#### Directions:
Your task is to copy every line below that contains the word "looksGood".

#### Collected data:
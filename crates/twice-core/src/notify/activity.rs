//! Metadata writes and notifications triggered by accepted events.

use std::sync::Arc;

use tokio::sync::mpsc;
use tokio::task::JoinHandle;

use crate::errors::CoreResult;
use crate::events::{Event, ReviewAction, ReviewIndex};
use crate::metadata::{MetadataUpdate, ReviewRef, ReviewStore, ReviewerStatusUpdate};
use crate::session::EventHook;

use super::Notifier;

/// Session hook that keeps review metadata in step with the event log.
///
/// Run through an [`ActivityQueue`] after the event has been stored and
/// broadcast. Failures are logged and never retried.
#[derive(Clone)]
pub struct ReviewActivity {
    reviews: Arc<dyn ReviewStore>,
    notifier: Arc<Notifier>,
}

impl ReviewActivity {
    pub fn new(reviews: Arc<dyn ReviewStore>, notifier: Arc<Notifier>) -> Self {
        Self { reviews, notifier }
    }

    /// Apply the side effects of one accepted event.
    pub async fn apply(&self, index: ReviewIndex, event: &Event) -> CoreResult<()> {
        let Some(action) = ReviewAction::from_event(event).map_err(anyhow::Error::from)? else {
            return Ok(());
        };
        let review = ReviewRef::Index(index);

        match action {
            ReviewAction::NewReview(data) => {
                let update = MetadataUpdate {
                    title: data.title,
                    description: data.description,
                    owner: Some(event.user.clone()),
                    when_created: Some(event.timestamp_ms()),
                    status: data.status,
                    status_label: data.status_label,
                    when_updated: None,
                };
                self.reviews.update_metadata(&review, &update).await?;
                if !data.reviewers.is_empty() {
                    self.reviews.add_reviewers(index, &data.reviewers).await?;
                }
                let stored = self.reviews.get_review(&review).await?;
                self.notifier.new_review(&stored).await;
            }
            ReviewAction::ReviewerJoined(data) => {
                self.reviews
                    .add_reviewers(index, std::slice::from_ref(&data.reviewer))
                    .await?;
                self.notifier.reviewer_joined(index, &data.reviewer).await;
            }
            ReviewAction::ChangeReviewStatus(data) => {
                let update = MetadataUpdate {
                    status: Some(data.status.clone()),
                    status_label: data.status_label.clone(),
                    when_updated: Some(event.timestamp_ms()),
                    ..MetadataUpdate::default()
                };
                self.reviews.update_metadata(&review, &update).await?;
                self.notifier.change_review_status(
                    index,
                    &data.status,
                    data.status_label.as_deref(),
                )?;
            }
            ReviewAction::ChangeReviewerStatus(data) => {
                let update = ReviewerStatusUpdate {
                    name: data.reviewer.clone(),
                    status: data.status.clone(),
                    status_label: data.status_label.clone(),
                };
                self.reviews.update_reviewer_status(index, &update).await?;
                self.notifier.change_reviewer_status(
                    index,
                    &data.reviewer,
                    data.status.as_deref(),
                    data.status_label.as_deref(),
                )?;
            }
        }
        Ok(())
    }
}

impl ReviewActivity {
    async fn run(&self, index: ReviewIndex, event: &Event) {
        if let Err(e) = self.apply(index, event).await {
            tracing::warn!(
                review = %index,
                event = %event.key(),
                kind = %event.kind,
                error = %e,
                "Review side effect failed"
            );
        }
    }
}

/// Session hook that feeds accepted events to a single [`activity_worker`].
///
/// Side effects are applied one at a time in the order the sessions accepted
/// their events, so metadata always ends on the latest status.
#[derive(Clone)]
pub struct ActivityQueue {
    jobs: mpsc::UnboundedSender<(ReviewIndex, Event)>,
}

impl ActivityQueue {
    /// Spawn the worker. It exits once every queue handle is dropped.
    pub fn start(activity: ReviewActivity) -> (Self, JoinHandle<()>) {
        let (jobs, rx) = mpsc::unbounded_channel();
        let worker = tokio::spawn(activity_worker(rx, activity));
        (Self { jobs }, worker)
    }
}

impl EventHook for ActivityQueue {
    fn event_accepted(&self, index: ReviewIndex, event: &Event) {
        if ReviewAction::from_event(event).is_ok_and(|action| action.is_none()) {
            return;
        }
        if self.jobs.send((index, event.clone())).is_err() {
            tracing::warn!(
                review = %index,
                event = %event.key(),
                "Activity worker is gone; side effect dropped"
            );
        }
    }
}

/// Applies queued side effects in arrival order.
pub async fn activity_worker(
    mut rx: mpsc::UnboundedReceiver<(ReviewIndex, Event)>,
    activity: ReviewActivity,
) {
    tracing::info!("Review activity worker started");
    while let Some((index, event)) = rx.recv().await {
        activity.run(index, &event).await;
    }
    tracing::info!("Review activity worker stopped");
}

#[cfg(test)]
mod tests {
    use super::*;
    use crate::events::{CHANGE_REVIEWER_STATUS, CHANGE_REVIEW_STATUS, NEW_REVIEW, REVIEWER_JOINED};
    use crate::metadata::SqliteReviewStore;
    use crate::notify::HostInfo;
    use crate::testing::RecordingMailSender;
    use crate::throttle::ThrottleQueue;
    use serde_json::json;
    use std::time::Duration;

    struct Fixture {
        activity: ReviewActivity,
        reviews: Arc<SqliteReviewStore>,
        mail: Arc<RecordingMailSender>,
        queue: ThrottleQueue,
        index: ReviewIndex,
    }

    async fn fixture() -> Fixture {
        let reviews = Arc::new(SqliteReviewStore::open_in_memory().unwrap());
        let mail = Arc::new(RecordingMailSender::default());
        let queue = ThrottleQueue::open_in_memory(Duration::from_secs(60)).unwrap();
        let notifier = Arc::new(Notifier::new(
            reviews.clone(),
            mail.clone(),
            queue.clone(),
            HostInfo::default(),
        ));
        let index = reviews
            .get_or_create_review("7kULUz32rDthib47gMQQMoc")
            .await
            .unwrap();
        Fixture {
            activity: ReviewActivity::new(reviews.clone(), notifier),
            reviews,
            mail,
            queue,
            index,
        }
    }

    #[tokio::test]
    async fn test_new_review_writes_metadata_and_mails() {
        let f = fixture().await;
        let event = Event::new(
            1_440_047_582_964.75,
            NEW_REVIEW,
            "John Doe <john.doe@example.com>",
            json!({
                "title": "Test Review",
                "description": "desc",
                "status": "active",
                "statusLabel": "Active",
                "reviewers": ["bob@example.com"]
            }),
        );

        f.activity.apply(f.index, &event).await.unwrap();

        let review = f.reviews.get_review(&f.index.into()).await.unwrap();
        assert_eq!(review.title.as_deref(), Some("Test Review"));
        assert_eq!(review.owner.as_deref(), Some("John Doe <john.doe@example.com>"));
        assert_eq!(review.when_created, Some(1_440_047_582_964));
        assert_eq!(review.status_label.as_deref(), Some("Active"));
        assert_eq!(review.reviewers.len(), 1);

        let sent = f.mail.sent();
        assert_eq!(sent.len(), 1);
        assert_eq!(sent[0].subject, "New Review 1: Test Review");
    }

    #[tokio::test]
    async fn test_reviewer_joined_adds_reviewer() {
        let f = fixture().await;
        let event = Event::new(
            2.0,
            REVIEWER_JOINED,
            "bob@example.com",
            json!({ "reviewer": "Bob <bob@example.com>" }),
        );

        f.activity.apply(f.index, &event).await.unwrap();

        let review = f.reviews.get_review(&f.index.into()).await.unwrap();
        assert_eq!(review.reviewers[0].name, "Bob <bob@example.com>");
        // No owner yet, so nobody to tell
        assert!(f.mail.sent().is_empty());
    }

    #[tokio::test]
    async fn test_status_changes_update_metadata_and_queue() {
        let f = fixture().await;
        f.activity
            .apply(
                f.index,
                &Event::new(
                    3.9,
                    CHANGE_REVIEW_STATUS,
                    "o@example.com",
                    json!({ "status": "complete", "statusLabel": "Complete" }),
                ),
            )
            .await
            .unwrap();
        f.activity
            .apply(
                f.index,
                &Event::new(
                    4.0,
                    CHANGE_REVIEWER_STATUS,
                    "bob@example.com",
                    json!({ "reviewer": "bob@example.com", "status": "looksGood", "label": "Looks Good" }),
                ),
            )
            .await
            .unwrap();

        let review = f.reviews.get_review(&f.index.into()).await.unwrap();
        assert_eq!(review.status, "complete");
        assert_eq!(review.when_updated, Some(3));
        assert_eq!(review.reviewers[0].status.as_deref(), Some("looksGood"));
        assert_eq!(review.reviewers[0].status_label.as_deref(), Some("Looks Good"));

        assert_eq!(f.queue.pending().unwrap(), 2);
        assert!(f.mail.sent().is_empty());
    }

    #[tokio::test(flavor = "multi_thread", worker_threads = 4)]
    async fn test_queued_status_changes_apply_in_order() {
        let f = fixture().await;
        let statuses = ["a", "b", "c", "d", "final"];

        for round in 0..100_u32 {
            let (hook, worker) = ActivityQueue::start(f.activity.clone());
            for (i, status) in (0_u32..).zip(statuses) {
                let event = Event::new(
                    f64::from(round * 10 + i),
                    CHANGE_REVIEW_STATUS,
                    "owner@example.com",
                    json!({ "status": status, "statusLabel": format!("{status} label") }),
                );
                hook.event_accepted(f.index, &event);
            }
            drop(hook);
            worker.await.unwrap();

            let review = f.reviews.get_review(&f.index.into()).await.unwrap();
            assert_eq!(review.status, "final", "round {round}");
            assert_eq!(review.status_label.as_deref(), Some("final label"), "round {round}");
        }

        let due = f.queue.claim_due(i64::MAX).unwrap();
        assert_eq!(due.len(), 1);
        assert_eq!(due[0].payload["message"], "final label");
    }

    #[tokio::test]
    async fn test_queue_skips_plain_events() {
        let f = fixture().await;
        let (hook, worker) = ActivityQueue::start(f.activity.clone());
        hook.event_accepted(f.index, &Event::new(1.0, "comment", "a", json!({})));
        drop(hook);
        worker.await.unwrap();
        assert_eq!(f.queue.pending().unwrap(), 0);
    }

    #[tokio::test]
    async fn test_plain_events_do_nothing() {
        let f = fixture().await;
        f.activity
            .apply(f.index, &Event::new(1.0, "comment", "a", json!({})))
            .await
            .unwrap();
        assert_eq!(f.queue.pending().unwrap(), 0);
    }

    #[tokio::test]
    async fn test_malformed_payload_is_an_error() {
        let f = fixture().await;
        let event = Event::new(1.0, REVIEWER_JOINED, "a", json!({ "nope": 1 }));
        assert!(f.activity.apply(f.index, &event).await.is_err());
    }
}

#### Problem solution:
                    json!({ "reviewer": "bob@example.com", "status": "looksGood", "label": "Looks Good" }),
        assert_eq!(review.reviewers[0].status.as_deref(), Some("looksGood"));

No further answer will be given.